Touches can be handled at a high-level in SwiftUI, through simple callbacks, or through gesture recognizers in UIKit, which provide callbacks for tap, drag, pinch and other basic gestures, and allow for the setting of rule systems between these gestures, the manage their cancelling out or co-occurence. At the low-level, we can access raw touch values, and employ our own means of recognition or processing, and do so through a set of callbacks (began, changed, ended) as well.
Processing
Again, we have options for processing engines across a number of levels. At the low-level, we can make use of Core Audio itself, the lowest-level audio abstraction offered by Apple. Alternatively, we can use an abstraction built on top of Core Audio, like JUCE or AudioKit, and take advantage of a friendlier, more approachable set of primitives. In a choice between working with Swift (AudioKit) or C++ (JUCE), I’m all for Swift. For now at least, AudioKit has proved a capable engine, and a very accessible experience. Though JUCE has a larger community, AudioKit is specific to iOS, and has grown to be the de facto option for iOS audio development.

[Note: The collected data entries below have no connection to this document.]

//! # Deployment Backends
//!
//! One contract, three implementations:
//! - `CliBackend`: write the manifest to its stable path, then deploy it
//!   through the cluster CLI
//! - `ApiBackend`: submit the manifest to the management API
//! - `FallbackBackend`: API first, CLI exactly once if the API fails

mod api;
mod cli;

pub use api::ApiBackend;
pub use cli::CliBackend;

use crate::error::DeployError;
use async_trait::async_trait;
use tracing::warn;

#[async_trait]
pub trait DeployBackend: Send + Sync {
    fn name(&self) -> &'static str;

    /// Deploy `manifest` as stack `stack`. Returns the name of the backend
    /// that actually performed the deployment.
    async fn deploy(&self, stack: &str, manifest: &str) -> Result<&'static str, DeployError>;
}

// =============================================================================
// FALLBACK
// =============================================================================

/// Any error from `primary` retries the same deployment through `fallback`
/// once. Both failing yields `FallbackFailed` carrying both details.
pub struct FallbackBackend {
    primary: Box<dyn DeployBackend>,
    fallback: Box<dyn DeployBackend>,
}

impl FallbackBackend {
    pub fn new(primary: Box<dyn DeployBackend>, fallback: Box<dyn DeployBackend>) -> Self {
        Self { primary, fallback }
    }
}

#[async_trait]
impl DeployBackend for FallbackBackend {
    fn name(&self) -> &'static str {
        "fallback"
    }

    async fn deploy(&self, stack: &str, manifest: &str) -> Result<&'static str, DeployError> {
        let primary_err = match self.primary.deploy(stack, manifest).await {
            Ok(used) => return Ok(used),
            Err(e) => e,
        };
        warn!(
            stack,
            primary = self.primary.name(),
            fallback = self.fallback.name(),
            error = %primary_err,
            "Primary backend failed, retrying through fallback"
        );
        self.fallback
            .deploy(stack, manifest)
            .await
            .map_err(|fallback_err| DeployError::FallbackFailed {
                primary: primary_err.to_string(),
                fallback: fallback_err.to_string(),
            })
    }
}
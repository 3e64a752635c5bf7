//! # Manifest Generator
//!
//! Pure function from (descriptor, base domain, prefix map, secret map) to
//! manifest text. One `StackTemplate` variant per stack describes the
//! services; this module adds the shared parts every manifest carries:
//!
//! - top-level `external` declarations for exactly the networks, volumes
//!   and configs named by the descriptor
//! - rendering through the typed compose model, so identical inputs give
//!   byte-identical text
//!
//! Variants never generate secrets. A key missing from the secret map is
//! a `MissingSecret` error; the app fills the map before calling in here.

pub mod compose;
pub mod prefix;
mod stacks;

pub use compose::{ComposeFile, ExternalRef, Route, Service};
pub use prefix::{PrefixMap, console_key};

use crate::secrets::DeploymentConfig;
use crate::types::{StackDescriptor, StackforgeError};
use std::collections::BTreeMap;

// =============================================================================
// CONTEXT
// =============================================================================

/// Inputs shared by every variant during one generation.
#[derive(Debug, Clone, Copy)]
pub struct ManifestContext<'a> {
    pub stack: &'static str,
    pub base_domain: &'a str,
    pub prefixes: &'a PrefixMap,
    pub secrets: &'a DeploymentConfig,
}

impl<'a> ManifestContext<'a> {
    /// `<label>.<base_domain>` for a prefix key (`<id>` or `<id>_console`).
    #[must_use]
    pub fn host(&self, key: &str) -> String {
        self.prefixes.host_for(key, self.base_domain)
    }

    /// Host of the stack's own public service.
    #[must_use]
    pub fn own_host(&self) -> String {
        self.host(self.stack)
    }

    /// A required secret, owned by this stack or one of its dependencies.
    pub fn secret(&self, key: &str) -> Result<&'a str, StackforgeError> {
        self.secrets
            .get(key)
            .filter(|v| !v.is_empty())
            .ok_or_else(|| StackforgeError::MissingSecret {
                stack: self.stack.to_string(),
                key: key.to_string(),
            })
    }

    /// A required global setting such as the ACME email.
    pub fn setting(&self, key: &str) -> Result<&'a str, StackforgeError> {
        self.optional(key)
            .ok_or_else(|| StackforgeError::MissingSetting(key.to_string()))
    }

    /// An optional setting; empty values count as absent.
    #[must_use]
    pub fn optional(&self, key: &str) -> Option<&'a str> {
        self.secrets.get(key).filter(|v| !v.is_empty())
    }
}

// =============================================================================
// VARIANTS
// =============================================================================

/// Source of a named config object, rendered as data. The app writes it to
/// disk and creates the config from that file.
#[derive(Debug, Clone, PartialEq, Eq)]
pub struct ConfigSource {
    pub name: &'static str,
    pub file_name: &'static str,
    pub content: String,
}

/// One manifest variant.
pub trait StackTemplate: Send + Sync {
    /// Stack id this variant renders.
    fn name(&self) -> &'static str;

    /// Services keyed by service name.
    fn services(
        &self,
        ctx: &ManifestContext<'_>,
    ) -> Result<BTreeMap<String, Service>, StackforgeError>;

    /// Named-config sources the stack needs created before deployment.
    fn config_sources(
        &self,
        _ctx: &ManifestContext<'_>,
    ) -> Result<Vec<ConfigSource>, StackforgeError> {
        Ok(Vec::new())
    }
}

/// Variant registered for `id`, if any.
#[must_use]
pub fn template_for(id: &str) -> Option<&'static dyn StackTemplate> {
    stacks::TEMPLATES.iter().copied().find(|t| t.name() == id)
}

/// Ids of every stack with a manifest variant.
pub fn implemented() -> impl Iterator<Item = &'static str> {
    stacks::TEMPLATES.iter().map(|t| t.name())
}

// =============================================================================
// GENERATION
// =============================================================================

/// A rendered manifest.
#[derive(Debug, Clone, PartialEq, Eq)]
pub struct Manifest {
    pub stack: &'static str,
    pub text: String,
    pub config_sources: Vec<ConfigSource>,
}

impl Manifest {
    /// BLAKE3 digest of the manifest text, hex encoded.
    #[cfg(feature = "crypto-hash")]
    #[must_use]
    pub fn fingerprint(&self) -> Option<String> {
        Some(blake3::hash(self.text.as_bytes()).to_hex().to_string())
    }

    /// Fingerprinting needs the `crypto-hash` feature.
    #[cfg(not(feature = "crypto-hash"))]
    #[must_use]
    pub fn fingerprint(&self) -> Option<String> {
        None
    }
}

/// Generate the manifest of one stack.
///
/// # Errors
///
/// - `MissingSetting` if `base_domain` is empty or a variant needs a global
///   setting that is absent
/// - `Unimplemented` if no variant exists for the stack
/// - `MissingSecret` if a secret the variant references is absent
pub fn generate(
    descriptor: &StackDescriptor,
    base_domain: &str,
    prefixes: &PrefixMap,
    secrets: &DeploymentConfig,
) -> Result<Manifest, StackforgeError> {
    let ctx = ManifestContext {
        stack: descriptor.id,
        base_domain,
        prefixes,
        secrets,
    };
    let template = template_for(descriptor.id)
        .ok_or_else(|| StackforgeError::Unimplemented(descriptor.id.to_string()))?;

    let compose = compose_file(descriptor, template, &ctx)?;
    Ok(Manifest {
        stack: descriptor.id,
        text: compose.to_yaml()?,
        config_sources: template.config_sources(&ctx)?,
    })
}

/// Typed model of the manifest before rendering.
pub fn compose_file(
    descriptor: &StackDescriptor,
    template: &dyn StackTemplate,
    ctx: &ManifestContext<'_>,
) -> Result<ComposeFile, StackforgeError> {
    if ctx.base_domain.is_empty() {
        return Err(StackforgeError::MissingSetting(
            crate::secrets::BASE_DOMAIN_KEY.to_string(),
        ));
    }

    let mut compose = ComposeFile::new(template.services(ctx)?);
    let external = |names: &[&str]| {
        names
            .iter()
            .map(|n| ((*n).to_string(), ExternalRef::EXTERNAL))
            .collect::<BTreeMap<_, _>>()
    };
    compose.networks = external(descriptor.required_networks);
    compose.volumes = external(descriptor.required_volumes);
    compose.configs = external(descriptor.required_configs);
    Ok(compose)
}

// =============================================================================
// TESTS
// =============================================================================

As time goes on, the desire to expand the engine with more generators or effects, or optimize it in general will require returning back down the levels, and potentially writing Rust or C/C++ code. This part of audio development is unavoidable, as the audio processing code has the largest set of constraints, being a hard real-time systems. It must meet strict timing guidelines, and so its limited to high-performing, memory-managed languages (no garbage collector).
Wrap up
All in all, my process of tool selection has been one of balance, trying to account for what I can do as a solo developer, and how much I can increase the scope of my projects. As such it makes sense for me to reach for newer libraries like SwiftUI, Combine, AudioKit, and Realm, and seek to maximize the leverage from these.
In all my projects, both solo and otherwise, I’ve found that the constraints of Team Size, Scope, Timeline, Prior Art, Community Size, and Integratability have featured most prominently, dictating much of the design of the choice of software tools.